С камары спустили сходни. По ним сбежал мальчик, золотоволосый, с живыми глазами. Он обвел взглядом город и повернулся к следовавшему за ним мужчине лет сорока в темном дорожном плаще.
— Скажи, Диофант, мы уже в Европе?
— В Европе! — ответил человек в плаще. — Ибо этот пролив, который эллины называют Боспором Киммерийским, а местные жители Пантикапом, отделяет Европу от Азии. Такого мнения придерживается большинство географов. Некоторые же считают, что границей Европы и Азии является река Ра, впадающая в Гирканское море. Но я думаю…
— А римляне отсюда далеко? — перебил мальчик.
Пантикапейцы не услышали, что ответил учитель юному царю. Их внимание привлекли двое юношей, спускавшихся по сходням. Лицо одного было обожжено солнцем, другой был бледным, словно провел жизнь в заточении. Но ростом, осанкой, чертами лица они были поразительно похожи.
Появление близнецов считалось и в Пантикапее хорошим предзнаменованием. Оно, согласно старинным повериям, сулило успех во всех начинаниях. Неудивительно, что Митридат и его спутники были окружены кучкой любопытных, превратившейся вскоре в толпу. Люди сопровождали прибывших до дворца и разошлись лишь после того, как стражи закрыли перед ними обитые медью ворота.

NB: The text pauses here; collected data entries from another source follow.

use std::fmt;
use std::str::FromStr;

use bigdecimal::{BigDecimal, ToPrimitive, Zero};
use chrono::{DateTime, Utc};
use serde::{Deserialize, Serialize};
use uuid::Uuid;

use super::errors::DomainError;

/// Gateway amounts are expressed in the currency's minor unit (paise, cents).
pub const MINOR_UNITS_PER_MAJOR: i64 = 100;

#[derive(Debug, Clone, Copy, PartialEq, Eq, Serialize, Deserialize)]
#[serde(rename_all = "lowercase")]
pub enum OrderStatus {
    Pending,
    Completed,
    Failed,
}

impl OrderStatus {
    pub fn as_str(&self) -> &'static str {
        match self {
            OrderStatus::Pending => "pending",
            OrderStatus::Completed => "completed",
            OrderStatus::Failed => "failed",
        }
    }

    /// `completed` and `failed` admit no further transition.
    pub fn is_terminal(&self) -> bool {
        !matches!(self, OrderStatus::Pending)
    }
}

impl fmt::Display for OrderStatus {
    fn fmt(&self, f: &mut fmt::Formatter<'_>) -> fmt::Result {
        f.write_str(self.as_str())
    }
}

impl FromStr for OrderStatus {
    type Err = DomainError;

    fn from_str(s: &str) -> Result<Self, Self::Err> {
        match s {
            "pending" => Ok(OrderStatus::Pending),
            "completed" => Ok(OrderStatus::Completed),
            "failed" => Ok(OrderStatus::Failed),
            other => Err(DomainError::Internal(format!(
                "unknown order status '{other}'"
            ))),
        }
    }
}

/// One cart entry as supplied by the buyer; persisted verbatim as an order line.
#[derive(Debug, Clone, PartialEq)]
pub struct CartItem {
    pub item_name: String,
    pub unit_price: BigDecimal,
    pub quantity: i32,
}

impl CartItem {
    pub fn line_total(&self) -> BigDecimal {
        &self.unit_price * BigDecimal::from(self.quantity)
    }

    /// Unit price converted to the gateway's minor-unit integer amount.
    pub fn unit_amount_minor(&self) -> Result<i64, DomainError> {
        to_minor_units(&self.unit_price)
    }
}

#[derive(Debug, Clone)]
pub struct NewOrder {
    pub customer_id: Uuid,
    pub lines: Vec<CartItem>,
    pub total: BigDecimal,
}

#[derive(Debug, Clone)]
pub struct Order {
    pub id: Uuid,
    pub customer_id: Uuid,
    pub lines: Vec<CartItem>,
    pub total: BigDecimal,
    pub status: OrderStatus,
    pub created_at: DateTime<Utc>,
    pub updated_at: DateTime<Utc>,
}

/// How an inbound payment event identifies the order it refers to.
#[derive(Debug, Clone, PartialEq, Eq)]
pub enum OrderLookup {
    ById(Uuid),
    /// Most recent order placed by the customer carrying this remote id.
    ByGatewayCustomer(String),
}

impl fmt::Display for OrderLookup {
    fn fmt(&self, f: &mut fmt::Formatter<'_>) -> fmt::Result {
        match self {
            OrderLookup::ById(id) => write!(f, "order_id={id}"),
            OrderLookup::ByGatewayCustomer(c) => write!(f, "gateway_customer={c}"),
        }
    }
}

#[derive(Debug, Clone, PartialEq, Eq)]
pub enum TransitionOutcome {
    Applied { order_id: Uuid },
    /// The order had already left `pending`; nothing was written.
    Unchanged { order_id: Uuid, current: OrderStatus },
    NotFound,
}

/// Sum of unit price × quantity over every line.
pub fn compute_total(items: &[CartItem]) -> BigDecimal {
    items
        .iter()
        .fold(BigDecimal::zero(), |acc, item| acc + item.line_total())
}

pub fn to_minor_units(amount: &BigDecimal) -> Result<i64, DomainError> {
    let scaled = amount * BigDecimal::from(MINOR_UNITS_PER_MAJOR);
    if scaled.with_scale(0) != scaled {
        return Err(DomainError::InvalidInput(format!(
            "amount {amount} has more than two fractional digits"
        )));
    }
    scaled
        .with_scale(0)
        .to_i64()
        .ok_or_else(|| DomainError::InvalidInput(format!("amount {amount} is out of range")))
}

/// Width of `order_lines.item_name`, in characters.
pub const MAX_ITEM_NAME_LEN: usize = 255;

pub fn validate_cart(items: &[CartItem]) -> Result<(), DomainError> {
    if items.is_empty() {
        return Err(DomainError::InvalidInput("cart is empty".to_string()));
    }
    for (idx, item) in items.iter().enumerate() {
        if item.item_name.trim().is_empty() {
            return Err(DomainError::InvalidInput(format!(
                "item {idx}: name must not be blank"
            )));
        }
        if item.item_name.chars().count() > MAX_ITEM_NAME_LEN {
            return Err(DomainError::InvalidInput(format!(
                "item {idx}: name must be at most {MAX_ITEM_NAME_LEN} characters"
            )));
        }
        if item.unit_price < BigDecimal::zero() {
            return Err(DomainError::InvalidInput(format!(
                "item {idx} ('{}'): unit price must not be negative",
                item.item_name
            )));
        }
        if item.quantity < 1 {
            return Err(DomainError::InvalidInput(format!(
                "item {idx} ('{}'): quantity must be at least 1",
                item.item_name
            )));
        }
        item.unit_amount_minor().map_err(|e| match e {
            DomainError::InvalidInput(msg) => {
                DomainError::InvalidInput(format!("item {idx} ('{}'): {msg}", item.item_name))
            }
            other => other,
        })?;
    }
    Ok(())
}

В зал вошел человек лет пятидесяти. Коренастый, лысый, с брюшком, он напоминал сатира. По тому, как все устремили к вошедшему почтительные взоры, Митридат заключил, что забавный человек и есть Перисад.
— Вот и ты! — сказал Перисад, остановившись перед мальчиком. — Путешествие было интересным? Не устал? — Повернувшись к Диофанту, он продолжил: — Признаюсь, что я удивлен этой встрече. По твоему письму я рассчитывал встретиться с ребенком, которому нужна нянька. Но твой Митридат выше меня и мог бы, наверное, состязаться в силе с моими телохранителями.
Голос у царя был будничным, бесстрастным, как у людей, потерявших интерес к жизни и вкус к ней. Но глаза казались острыми и внимательными. Видно, боспорец старался понять, чего можно ожидать от Митридата и его спутников. Видимо, удовлетворенный результатами своих наблюдений, он молвил радушно:
— Меоты выловили и принесли мне рыбешку, а мой повар Ксур успел ее приготовить к вашему приезду.
Он потирал руки с видом человека, предвкушавшего удовольствие.
Только в зале пиршеств, куда слуги ввели гостей, Митридат понял, чему радовался хозяин дома. «Рыбешка» оказалась настоящим чудовищем и имела чуть ли не пять локтей в длину.
По острому хребту и узкой длинной пасти было видно, что это гигантский осетр. Не менее, чем рыба, поражало серебряное блюдо, на котором она покоилась. Митридат готов был поклясться, что блюдо имело ту же форму, какой на кожаном щите Диофанта обладала Меотида, ограниченная берегами Таврики и противолежащим побережьем земли меотов. В довершение сходства с Меотийским болотом блюдо было заполнено застывшим желе с узором в виде гребешков волн.